Each breast mass was scanned using a US unit (LOGIQ700MR; GE Healthcare, Milwaukee, WI, USA) with a 7–11 MHz linear-array transducer. CE-breast MRI was performed at 3.0 T (Signa EXCITE HDx; GE Healthcare) with subjects in the prone position. Dynamic MRI using a three-dimensional fast spoiled gradient-echo sequence (VIBRANT, volume imaging for breast imaging; TR 7.0 msec; TE 4.0 msec; flip angle 10°; FOV 36x36 cm; matrix 512×256; slice thickness 3 mm; increment 0 mm; NEX 0.7) was obtained before and 8 times after (every 30 sec) a bolus injection of 0.1 mmol/kg gadolinium-diethylenetriamine pentaacetic acid at a rate of 3 ml/sec. Whole-body FDG-PET-CT scans were obtained on a Discovery ST Elite PET-CT system (GE Healthcare) consisting of a full ring dedicated PET and a 16-slice spiral CT. All patients were instructed to fast for 6 h before receiving an intravenous application of 3.5 MBq/kg FDG. Imaging was initiated ∼60 min after the application of FDG. CT was acquired before PET with 50 mA/sec at 130 kV without administration of a non-ionic contrast agent. All images were reconstructed with a 5-mm slice thickness and a 3.7-mm increment. After CT, a 3-D mode PET was performed. The PET emission time per bed position was adapted to the patient body weight: <65 kg, 2 min per bed position; 65–85 kg, 2.5 min; and >85 kg, 3 min. Any focally elevated PET signal above normal that could be mapped to a tumor location was rated as positive for viable breast cancer (13). The interpreters of US (K.K.), CE-breast MRI (Y.M.) and FDG-PET-CT (J.H.) were provided information regarding tumor location, but were otherwise blinded to patient and therapy information.

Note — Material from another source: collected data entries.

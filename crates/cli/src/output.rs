//! Terminal output utilities
//!
//! Status lines go to stderr so that command results on stdout stay pipeable.

use console::measure_text_width;
use infraplan_core::Error;
use owo_colors::OwoColorize;
use std::time::Duration;

/// Status message helpers
pub struct Status;

impl Status {
    /// Print a success message
    pub fn success(message: &str) {
        eprintln!("{} {}", "✓".green(), message);
    }

    /// Print an error message
    pub fn error(message: &str) {
        eprintln!("{} {}", "✗".red(), message);
    }

    /// Print a warning message
    pub fn warning(message: &str) {
        eprintln!("{} {}", "⚠".yellow(), message);
    }

    /// Print an info message
    pub fn info(message: &str) {
        eprintln!("{} {}", "ℹ".blue(), message);
    }

    /// Print a coded error with its context and suggestion
    pub fn report(error: &Error) {
        eprintln!("{} {} {}", "✗".red(), format!("[{}]", error.code).dimmed(), error.message);
        if let Some(context) = &error.context {
            eprintln!("  {}", context.dimmed());
        }
        if let Some(suggestion) = &error.suggestion {
            eprintln!("  {} {}", "hint:".cyan(), suggestion);
        }
    }

    /// Print a header
    pub fn header(message: &str) {
        println!();
        println!("{}", message.bold());
        println!("{}", "─".repeat(measure_text_width(message)));
    }
}

/// Render `label: value` rows with the values aligned, one row per line
pub fn key_value_table(rows: &[(&str, String)]) -> String {
    let width = rows
        .iter()
        .map(|(label, _)| measure_text_width(label))
        .max()
        .unwrap_or(0);

    rows.iter()
        .map(|(label, value)| {
            let pad = width - measure_text_width(label);
            format!("{label}:{} {value}", " ".repeat(pad))
        })
        .collect::<Vec<_>>()
        .join("\n")
}

/// Colored block followed by the hex code, e.g. for legend entries
pub fn swatch(hex: &str) -> String {
    match parse_hex(hex) {
        Some((r, g, b)) => format!("{} {hex}", "■■".truecolor(r, g, b)),
        None => hex.to_string(),
    }
}

fn parse_hex(hex: &str) -> Option<(u8, u8, u8)> {
    let digits = hex.strip_prefix('#')?;
    if digits.len() != 6 {
        return None;
    }
    let channel = |i: usize| u8::from_str_radix(digits.get(i..i + 2)?, 16).ok();
    Some((channel(0)?, channel(2)?, channel(4)?))
}

/// Format a duration for display
pub fn format_duration(duration: Duration) -> String {
    let secs = duration.as_secs_f32();
    if secs < 1.0 {
        format!("{:.0}ms", secs * 1000.0)
    } else if secs < 60.0 {
        format!("{secs:.1}s")
    } else {
        let mins = (secs / 60.0).floor();
        let remaining_secs = secs % 60.0;
        format!("{mins}m {remaining_secs:.0}s")
    }
}

/// Format a distance in meters: meters below 1 km, kilometers above
pub fn format_distance(meters: f64) -> String {
    if !meters.is_finite() {
        "n/a".to_string()
    } else if meters < 1000.0 {
        format!("{meters:.0} m")
    } else {
        format!("{:.2} km", meters / 1000.0)
    }
}

/// Format an area in square kilometers
pub fn format_area(km2: f64) -> String {
    format!("{km2:.1} km²")
}

/// Format a coordinate pair as `lat, lng` with 5 decimals (about 1 m)
pub fn format_coords(lat: f64, lng: f64) -> String {
    format!("{lat:.5}, {lng:.5}")
}

/// Format a count with singular/plural
pub fn format_count(count: usize, singular: &str, plural: &str) -> String {
    if count == 1 {
        format!("{count} {singular}")
    } else {
        format!("{count} {plural}")
    }
}

#[cfg(test)]
mod tests {
    use super::*;

    #[test]
    fn test_format_duration_ms() {
        assert_eq!(format_duration(Duration::from_millis(500)), "500ms");
    }

    #[test]
    fn test_format_duration_secs() {
        assert_eq!(format_duration(Duration::from_secs_f32(5.5)), "5.5s");
    }

    #[test]
    fn test_format_duration_mins() {
        assert_eq!(format_duration(Duration::from_secs(125)), "2m 5s");
    }

    #[test]
    fn test_format_distance() {
        assert_eq!(format_distance(850.4), "850 m");
        assert_eq!(format_distance(1250.0), "1.25 km");
        assert_eq!(format_distance(f64::INFINITY), "n/a");
    }

    #[test]
    fn test_format_area_and_coords() {
        assert_eq!(format_area(305.66), "305.7 km²");
        assert_eq!(format_coords(42.85, 74.6), "42.85000, 74.60000");
    }

    #[test]
    fn test_format_count() {
        assert_eq!(format_count(1, "cell", "cells"), "1 cell");
        assert_eq!(format_count(5, "cell", "cells"), "5 cells");
    }

    #[test]
    fn test_key_value_table_aligns_cyrillic() {
        let table = key_value_table(&[
            ("Школа", "2 km".to_string()),
            ("Детский сад", "1.5 km".to_string()),
        ]);
        let lines: Vec<&str> = table.lines().collect();
        assert_eq!(lines[0], "Школа:       2 km");
        assert_eq!(lines[1], "Детский сад: 1.5 km");
    }

    #[test]
    fn test_parse_hex() {
        assert_eq!(parse_hex("#4CAF50"), Some((0x4C, 0xAF, 0x50)));
        assert_eq!(parse_hex("4CAF50"), None);
        assert_eq!(parse_hex("#FFF"), None);
        assert_eq!(parse_hex("#ZZZZZZ"), None);
        assert_eq!(swatch("red"), "red");
    }
}
//! infraplan: placement analysis for public infrastructure.
//!
//! Geometry helpers, density grids and coverage analysis on top of the
//! recommendation backend, with generated data when the backend is down.

mod commands;

use anyhow::Result;
use clap::{Args, Parser, Subcommand};
use commands::Context;
use infraplan_api_client::ApiError;
use infraplan_cli::output::Status;
use infraplan_core::config::Config;
use infraplan_core::error::exit_codes;
use infraplan_geo::{BoundingBox, FacilityType, GeoError};
use infraplan_telemetry::{LogFormat, TelemetryConfig};
use std::path::PathBuf;

#[derive(Parser)]
#[command(name = "infraplan")]
#[command(about = "Infrastructure placement analysis: coverage, density grids, recommendations")]
#[command(version)]
struct Cli {
    /// Increase log verbosity (-v info, -vv debug, -vvv trace)
    #[arg(short, long, global = true, action = clap::ArgAction::Count)]
    verbose: u8,

    /// Configuration file (default: infraplan.toml, .infraplan.toml, .config/infraplan.toml)
    #[arg(short, long, global = true, env = "INFRAPLAN_CONFIG")]
    config: Option<String>,

    /// Print results as JSON
    #[arg(long, global = true)]
    json: bool,

    /// Log line format
    #[arg(long, global = true, default_value = "compact")]
    log_format: LogFormat,

    #[command(subcommand)]
    command: Commands,
}

/// Area of interest; edges not given come from the `[area]` configuration
#[derive(Args, Debug, Clone, Copy, Default)]
pub struct BboxArgs {
    /// Northern edge latitude
    #[arg(long, allow_hyphen_values = true)]
    north: Option<f64>,
    /// Southern edge latitude
    #[arg(long, allow_hyphen_values = true)]
    south: Option<f64>,
    /// Eastern edge longitude
    #[arg(long, allow_hyphen_values = true)]
    east: Option<f64>,
    /// Western edge longitude
    #[arg(long, allow_hyphen_values = true)]
    west: Option<f64>,
}

impl BboxArgs {
    /// Overlay the given edges on `base`
    pub fn resolve(&self, base: BoundingBox) -> BoundingBox {
        BoundingBox::new(
            self.north.unwrap_or(base.north),
            self.south.unwrap_or(base.south),
            self.east.unwrap_or(base.east),
            self.west.unwrap_or(base.west),
        )
    }
}

#[derive(Subcommand)]
enum Commands {
    /// Great-circle distance between two points
    Distance {
        #[arg(allow_hyphen_values = true)]
        lat1: f64,
        #[arg(allow_hyphen_values = true)]
        lng1: f64,
        #[arg(allow_hyphen_values = true)]
        lat2: f64,
        #[arg(allow_hyphen_values = true)]
        lng2: f64,
    },

    /// Convert Web Mercator (EPSG:3857) meters to latitude/longitude
    Unproject {
        #[arg(allow_hyphen_values = true)]
        x: f64,
        #[arg(allow_hyphen_values = true)]
        y: f64,
        /// Clamp latitude to ±90 and wrap longitude into ±180
        #[arg(long)]
        clamp: bool,
    },

    /// Convert latitude/longitude to Web Mercator meters
    Project {
        #[arg(allow_hyphen_values = true)]
        lat: f64,
        #[arg(allow_hyphen_values = true)]
        lng: f64,
    },

    /// Vertex-mean centroid of a polygon ring
    Centroid {
        /// Ring as `lat,lng;lat,lng;...`
        ring: String,
    },

    /// Test whether a point lies inside a polygon ring
    Contains {
        #[arg(allow_hyphen_values = true)]
        lat: f64,
        #[arg(allow_hyphen_values = true)]
        lng: f64,
        /// Ring as `lat,lng;lat,lng;...`
        ring: String,
    },

    /// Approximate area of a bounding box in km²
    Area {
        #[command(flatten)]
        bbox: BboxArgs,
    },

    /// Coverage circles for a facility at a location
    Coverage {
        /// Facility type (school, hospital, clinic, kindergarten, college, university, fire_station)
        facility_type: String,
        #[arg(allow_hyphen_values = true)]
        lat: f64,
        #[arg(allow_hyphen_values = true)]
        lng: f64,
    },

    /// Show the coverage radius table in effect
    Radii,

    /// Density band color for a value
    Color {
        value: f64,
        /// Upper end of the scale
        #[arg(long, default_value_t = 100.0)]
        max: f64,
    },

    /// Population ranges of each density band
    Legend {
        /// Largest cell population
        max: f64,
    },

    /// Bin population points (JSON array of {lat, lng, intensity}) into hexagons
    Hexbin {
        /// Points file, `-` for stdin
        input: PathBuf,
        /// Cell size in degrees (default from configuration)
        #[arg(long)]
        cell_size: Option<f64>,
        /// Use H3 cells instead of rounded buckets
        #[arg(long)]
        h3: bool,
        /// H3 resolution (default from configuration)
        #[arg(long, requires = "h3")]
        resolution: Option<u8>,
        /// Print the cells as a GeoJSON FeatureCollection
        #[arg(long)]
        geojson: bool,
    },

    /// Summarize a GeoJSON population layer (Polygon features)
    PopulationLayer {
        /// GeoJSON file, `-` for stdin
        input: PathBuf,
        /// Print the cells as a GeoJSON FeatureCollection
        #[arg(long)]
        geojson: bool,
    },

    /// Query the recommendation backend
    Fetch {
        #[command(subcommand)]
        what: FetchCommand,
    },

    /// Coverage of the population by existing and proposed facilities
    Analyze {
        /// Facility type to analyze
        facility_type: String,
        #[command(flatten)]
        bbox: BboxArgs,
        /// Place a proposed facility at `lat,lng` (repeatable)
        #[arg(long = "add", value_name = "LAT,LNG")]
        proposed: Vec<String>,
        /// Also place the backend's recommendations
        #[arg(long)]
        with_recommendations: bool,
    },
}

#[derive(Subcommand)]
enum FetchCommand {
    /// Existing facilities of one or more types
    Facilities {
        /// Facility types
        #[arg(required = true)]
        types: Vec<String>,
        #[command(flatten)]
        bbox: BboxArgs,
    },
    /// Population density points
    Population {
        #[command(flatten)]
        bbox: BboxArgs,
    },
    /// Placement recommendations for a facility type
    Recommend {
        facility_type: String,
        #[command(flatten)]
        bbox: BboxArgs,
        /// Use the AI endpoint, which also weighs existing facilities
        #[arg(long)]
        ai: bool,
        /// Number of suggestions requested from the AI endpoint
        #[arg(long, requires = "ai")]
        count: Option<u32>,
    },
}

/// Strict facility type parse for command arguments
fn parse_type(tag: &str) -> Result<FacilityType> {
    tag.parse::<FacilityType>().map_err(|e| {
        anyhow::anyhow!(
            "{e} (expected one of: {})",
            FacilityType::ALL.map(|t| t.as_str()).join(", ")
        )
    })
}

fn run(cli: Cli) -> Result<()> {
    let telemetry = TelemetryConfig::default()
        .with_verbosity(cli.verbose)
        .with_format(cli.log_format);
    infraplan_telemetry::init_with_config(telemetry)?;

    let config = Config::load(cli.config.as_deref())?;
    tracing::debug!(
        session_id = infraplan_telemetry::session_id(),
        config = ?config.path,
        "starting"
    );
    let ctx = Context::new(config, cli.json)?;

    match cli.command {
        Commands::Distance {
            lat1,
            lng1,
            lat2,
            lng2,
        } => commands::geometry::distance(&ctx, lat1, lng1, lat2, lng2),
        Commands::Unproject { x, y, clamp } => commands::geometry::unproject(&ctx, x, y, clamp),
        Commands::Project { lat, lng } => commands::geometry::project(&ctx, lat, lng),
        Commands::Centroid { ring } => commands::geometry::centroid(&ctx, &ring),
        Commands::Contains { lat, lng, ring } => {
            commands::geometry::contains(&ctx, lat, lng, &ring)
        }
        Commands::Area { bbox } => commands::geometry::area(&ctx, &bbox),
        Commands::Coverage {
            facility_type,
            lat,
            lng,
        } => commands::grid::coverage(&ctx, FacilityType::from_tag(&facility_type), lat, lng),
        Commands::Radii => commands::grid::radii(&ctx),
        Commands::Color { value, max } => commands::grid::color(&ctx, value, max),
        Commands::Legend { max } => commands::grid::legend(&ctx, max),
        Commands::Hexbin {
            input,
            cell_size,
            h3,
            resolution,
            geojson,
        } => {
            let settings = ctx.config.schema.hexagon;
            let binning = if h3 {
                commands::grid::Binning::H3(resolution.unwrap_or(settings.h3_resolution))
            } else {
                commands::grid::Binning::Rounded(cell_size.unwrap_or(settings.cell_size_degrees))
            };
            commands::grid::hexbin(&ctx, &input, binning, geojson)
        }
        Commands::PopulationLayer { input, geojson } => {
            commands::grid::population_layer(&ctx, &input, geojson)
        }
        Commands::Fetch { what } => {
            let runtime = tokio::runtime::Builder::new_multi_thread()
                .enable_all()
                .build()?;
            runtime.block_on(async {
                match what {
                    FetchCommand::Facilities { types, bbox } => {
                        let types = types
                            .iter()
                            .map(|t| parse_type(t))
                            .collect::<Result<Vec<_>>>()?;
                        commands::backend::facilities(&ctx, &types, &bbox).await
                    }
                    FetchCommand::Population { bbox } => {
                        commands::backend::population(&ctx, &bbox).await
                    }
                    FetchCommand::Recommend {
                        facility_type,
                        bbox,
                        ai,
                        count,
                    } => {
                        let facility_type = parse_type(&facility_type)?;
                        commands::backend::recommend(&ctx, facility_type, &bbox, ai, count).await
                    }
                }
            })
        }
        Commands::Analyze {
            facility_type,
            bbox,
            proposed,
            with_recommendations,
        } => {
            let facility_type = parse_type(&facility_type)?;
            let proposed = proposed
                .iter()
                .map(|p| commands::parse_point(p))
                .collect::<Result<Vec<_>>>()?;
            let runtime = tokio::runtime::Builder::new_multi_thread()
                .enable_all()
                .build()?;
            runtime.block_on(commands::backend::analyze(
                &ctx,
                facility_type,
                &bbox,
                &proposed,
                with_recommendations,
            ))
        }
    }
}

/// Report an error and pick the exit code for it
fn report(err: &anyhow::Error) -> i32 {
    if let Some(e) = err.downcast_ref::<infraplan_core::Error>() {
        Status::report(e);
        return e.code.exit_code();
    }

    Status::error(&format!("{err:#}"));
    if let Some(e) = err.downcast_ref::<ApiError>() {
        e.exit_code()
    } else if err.downcast_ref::<GeoError>().is_some() {
        exit_codes::VALIDATION_ERROR
    } else {
        exit_codes::FAILURE
    }
}

fn main() {
    let cli = Cli::parse();
    let code = match run(cli) {
        Ok(()) => exit_codes::SUCCESS,
        Err(err) => report(&err),
    };
    std::process::exit(code);
}

#[cfg(test)]
mod tests {
    use super::*;
    use clap::CommandFactory;

    #[test]
    fn test_cli_definition() {
        Cli::command().debug_assert();
    }

    #[test]
    fn test_unproject_clamp_help() {
        let cmd = Cli::command();
        let unproject = cmd.find_subcommand("unproject").unwrap();
        let clamp = unproject
            .get_arguments()
            .find(|a| a.get_id() == "clamp")
            .unwrap();
        let help = clamp.get_help().unwrap().to_string();
        assert!(help.contains("±90"));
        assert!(help.contains("wrap longitude"));
    }

    #[test]
    fn test_parse_analyze_with_proposals() {
        let cli = Cli::try_parse_from([
            "infraplan",
            "analyze",
            "school",
            "--add",
            "42.87,74.59",
            "--add",
            "42.85,74.61",
            "--north",
            "42.95",
        ])
        .unwrap();
        let Commands::Analyze { proposed, bbox, .. } = cli.command else {
            panic!("expected analyze");
        };
        assert_eq!(proposed.len(), 2);
        assert_eq!(bbox.resolve(BoundingBox::BISHKEK).north, 42.95);
        assert_eq!(bbox.resolve(BoundingBox::BISHKEK).south, 42.8);
    }
}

Beginning and frequency of observation

Assessment of the primary tumor started within 2–4 weeks of the completion of radiotherapy, regardless of the endocrine therapy. CE-breast MRI and FDG-PET-CT were performed at least once a year following the completion of radiotherapy. US and a clinical examination were performed every 3 months. The mean observation period was 21.6 months with a range of 4–48 months.

Results

Adverse events

All patients experienced mild local pain at the injection site. For all 14 patients, radiation-induced dermatitis was mild (grade I) and equivalent to dermatitis induced after radiation therapy alone as described previously (8).

Assessment of primary breast tumors by CE-breast MRI and FDG-PET-CT

Patient data are summarized in Table I. All patients were unable or unwilling to undergo surgery, and therefore underwent non-surgical breast conservation therapy. All achieved a complete response (CR) (Figs. 1 and 2). At the completion of the follow-up period, none of the patients exhibited local recurrence. The findings of CE-breast MRI did not differ from those of FDG-PET-CT.

Figure 1. A 79-year-old woman with right breast invasive ductal carcinoma (Case 3 in Table I). CE-breast MRI (A) and FDG-PET-CT (B) revealed a breast tumor before therapy (arrows). FDG-PET-CT immediately after the completion of therapy (C) and CE-breast MRI 2 years after therapy (D) revealed a complete response. US depicted color flow signals in a low echoic breast cancer before therapy (E) (arrows). US revealed reduced low echoic tumor-like finding immediately after the completion of therapy (F) (arrows). The tumor-like findings did not resolve during the follow-up period (G) (arrows). Posterior shadow artifacts and color flow signal were not observed after the completion of therapy (F and G).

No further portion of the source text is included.